Data for analysis:
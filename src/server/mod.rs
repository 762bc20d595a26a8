//! Request/response model and the HTTP transport adapter.

pub mod http_server;
pub mod request;
pub mod response;

pub use http_server::{serve, HttpServer, ServerHandle};
pub use request::{parse_cookies, parse_query_params, Request, RequestBuilder};
pub use response::{Cookie, HeaderVec, Response, MAX_INLINE_HEADERS};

Exercise requirements: When you output the entries, keep every line exactly as it appears above.

Response to the task:
filename src/server/mod.rs
repository 762bc20d595a26a8
//! Request/response model and the HTTP transport adapter.

pub mod http_server;
pub mod request;
pub mod response;

pub use http_server::{serve, HttpServer, ServerHandle};
pub use request::{parse_cookies, parse_query_params, Request, RequestBuilder};
pub use response::{Cookie, HeaderVec, Response, MAX_INLINE_HEADERS};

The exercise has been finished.